Information provided START

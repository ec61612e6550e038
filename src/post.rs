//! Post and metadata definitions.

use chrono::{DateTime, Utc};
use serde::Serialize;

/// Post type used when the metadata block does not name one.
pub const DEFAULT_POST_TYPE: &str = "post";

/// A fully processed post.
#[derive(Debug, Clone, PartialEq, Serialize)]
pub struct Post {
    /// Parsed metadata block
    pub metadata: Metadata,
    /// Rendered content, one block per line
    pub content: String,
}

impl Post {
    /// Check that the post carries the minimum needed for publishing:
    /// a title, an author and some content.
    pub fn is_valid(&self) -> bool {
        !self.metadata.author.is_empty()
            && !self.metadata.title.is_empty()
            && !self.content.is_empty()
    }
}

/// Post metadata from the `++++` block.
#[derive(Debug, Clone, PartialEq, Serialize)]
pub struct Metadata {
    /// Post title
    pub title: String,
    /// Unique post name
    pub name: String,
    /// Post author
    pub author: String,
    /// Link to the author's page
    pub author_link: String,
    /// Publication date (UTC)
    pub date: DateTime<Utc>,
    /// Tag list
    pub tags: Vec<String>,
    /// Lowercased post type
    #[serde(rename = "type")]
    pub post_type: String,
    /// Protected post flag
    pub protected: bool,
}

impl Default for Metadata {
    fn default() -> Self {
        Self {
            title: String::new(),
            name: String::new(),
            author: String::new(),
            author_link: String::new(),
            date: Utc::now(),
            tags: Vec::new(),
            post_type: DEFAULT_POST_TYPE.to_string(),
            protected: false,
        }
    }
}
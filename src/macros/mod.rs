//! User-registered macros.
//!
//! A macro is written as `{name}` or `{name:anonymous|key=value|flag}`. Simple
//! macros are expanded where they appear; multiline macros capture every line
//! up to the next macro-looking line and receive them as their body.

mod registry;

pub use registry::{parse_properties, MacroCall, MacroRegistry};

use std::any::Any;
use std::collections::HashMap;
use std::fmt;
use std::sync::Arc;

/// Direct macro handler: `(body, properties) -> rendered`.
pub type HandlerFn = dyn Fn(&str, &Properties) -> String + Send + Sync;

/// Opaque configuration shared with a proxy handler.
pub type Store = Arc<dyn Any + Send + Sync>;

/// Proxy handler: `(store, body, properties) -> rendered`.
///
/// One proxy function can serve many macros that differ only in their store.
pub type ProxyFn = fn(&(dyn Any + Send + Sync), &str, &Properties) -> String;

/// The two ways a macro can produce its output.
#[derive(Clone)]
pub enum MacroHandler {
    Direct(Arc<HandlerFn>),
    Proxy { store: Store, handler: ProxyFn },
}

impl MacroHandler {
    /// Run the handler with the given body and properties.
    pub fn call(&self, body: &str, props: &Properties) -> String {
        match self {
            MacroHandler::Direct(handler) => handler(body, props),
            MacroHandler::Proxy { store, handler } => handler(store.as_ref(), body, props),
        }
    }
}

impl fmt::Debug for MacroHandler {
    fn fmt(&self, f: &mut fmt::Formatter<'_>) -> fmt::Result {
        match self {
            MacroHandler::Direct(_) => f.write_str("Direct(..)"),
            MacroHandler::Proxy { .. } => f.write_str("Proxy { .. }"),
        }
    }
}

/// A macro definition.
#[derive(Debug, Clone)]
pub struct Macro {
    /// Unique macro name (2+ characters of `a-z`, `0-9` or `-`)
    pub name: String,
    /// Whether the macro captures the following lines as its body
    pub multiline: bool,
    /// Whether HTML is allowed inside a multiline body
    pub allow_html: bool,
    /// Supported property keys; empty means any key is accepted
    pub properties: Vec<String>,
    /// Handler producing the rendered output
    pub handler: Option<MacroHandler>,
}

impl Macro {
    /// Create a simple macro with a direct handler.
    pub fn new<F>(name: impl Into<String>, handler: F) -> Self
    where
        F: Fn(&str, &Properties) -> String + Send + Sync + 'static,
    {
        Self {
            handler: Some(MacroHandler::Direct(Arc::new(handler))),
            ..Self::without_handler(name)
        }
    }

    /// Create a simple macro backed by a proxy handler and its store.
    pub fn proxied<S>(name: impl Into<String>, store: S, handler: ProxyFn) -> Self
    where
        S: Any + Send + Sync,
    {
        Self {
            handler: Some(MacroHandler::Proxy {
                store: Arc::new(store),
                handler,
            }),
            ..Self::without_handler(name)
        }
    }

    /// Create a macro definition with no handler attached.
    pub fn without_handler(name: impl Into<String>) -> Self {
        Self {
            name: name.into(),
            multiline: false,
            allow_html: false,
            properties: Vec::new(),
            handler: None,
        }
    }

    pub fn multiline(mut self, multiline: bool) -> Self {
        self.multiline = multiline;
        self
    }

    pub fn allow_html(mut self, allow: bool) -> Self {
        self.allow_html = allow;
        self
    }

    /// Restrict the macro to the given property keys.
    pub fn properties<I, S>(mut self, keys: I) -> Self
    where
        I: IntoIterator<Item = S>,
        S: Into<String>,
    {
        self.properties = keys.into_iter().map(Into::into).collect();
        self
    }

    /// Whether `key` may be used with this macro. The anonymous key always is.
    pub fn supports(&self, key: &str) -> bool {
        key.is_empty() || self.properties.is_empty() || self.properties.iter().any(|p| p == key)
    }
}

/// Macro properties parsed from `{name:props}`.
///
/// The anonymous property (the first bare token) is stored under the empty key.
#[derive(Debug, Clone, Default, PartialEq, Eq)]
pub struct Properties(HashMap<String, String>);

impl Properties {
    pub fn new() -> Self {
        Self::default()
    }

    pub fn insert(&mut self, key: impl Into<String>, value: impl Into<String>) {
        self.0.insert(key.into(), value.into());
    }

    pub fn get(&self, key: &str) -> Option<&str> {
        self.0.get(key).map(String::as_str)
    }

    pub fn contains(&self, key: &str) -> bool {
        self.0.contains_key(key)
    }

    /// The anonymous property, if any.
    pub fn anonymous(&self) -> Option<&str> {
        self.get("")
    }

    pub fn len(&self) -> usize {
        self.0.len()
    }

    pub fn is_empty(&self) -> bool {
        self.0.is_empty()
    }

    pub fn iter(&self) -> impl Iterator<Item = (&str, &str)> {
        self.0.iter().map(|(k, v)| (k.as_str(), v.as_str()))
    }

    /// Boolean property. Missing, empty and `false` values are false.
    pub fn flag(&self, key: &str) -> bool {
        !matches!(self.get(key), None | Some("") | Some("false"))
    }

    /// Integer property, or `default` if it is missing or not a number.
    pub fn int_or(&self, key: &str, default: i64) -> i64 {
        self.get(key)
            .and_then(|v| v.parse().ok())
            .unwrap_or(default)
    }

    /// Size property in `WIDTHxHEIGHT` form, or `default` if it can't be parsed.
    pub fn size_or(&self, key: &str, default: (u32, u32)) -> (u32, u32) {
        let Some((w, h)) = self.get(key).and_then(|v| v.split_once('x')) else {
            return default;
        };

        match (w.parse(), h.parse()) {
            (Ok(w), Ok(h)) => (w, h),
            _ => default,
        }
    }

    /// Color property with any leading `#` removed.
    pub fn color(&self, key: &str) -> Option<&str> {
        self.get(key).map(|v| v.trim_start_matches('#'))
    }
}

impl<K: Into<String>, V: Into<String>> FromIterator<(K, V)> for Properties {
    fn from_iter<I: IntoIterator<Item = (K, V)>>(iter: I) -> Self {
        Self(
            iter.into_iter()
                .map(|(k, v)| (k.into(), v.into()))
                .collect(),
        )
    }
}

Information provided END

■ Task statement
What the task asks for is a word-for-word repeat of the lines above, from the first through the one containing "pub struct Post".

■ Answer space
repository ec61612e6550e038
filename src/post.rs
//! Post and metadata definitions.

use chrono::{DateTime, Utc};
use serde::Serialize;

/// Post type used when the metadata block does not name one.
pub const DEFAULT_POST_TYPE: &str = "post";

/// A fully processed post.
#[derive(Debug, Clone, PartialEq, Serialize)]
pub struct Post {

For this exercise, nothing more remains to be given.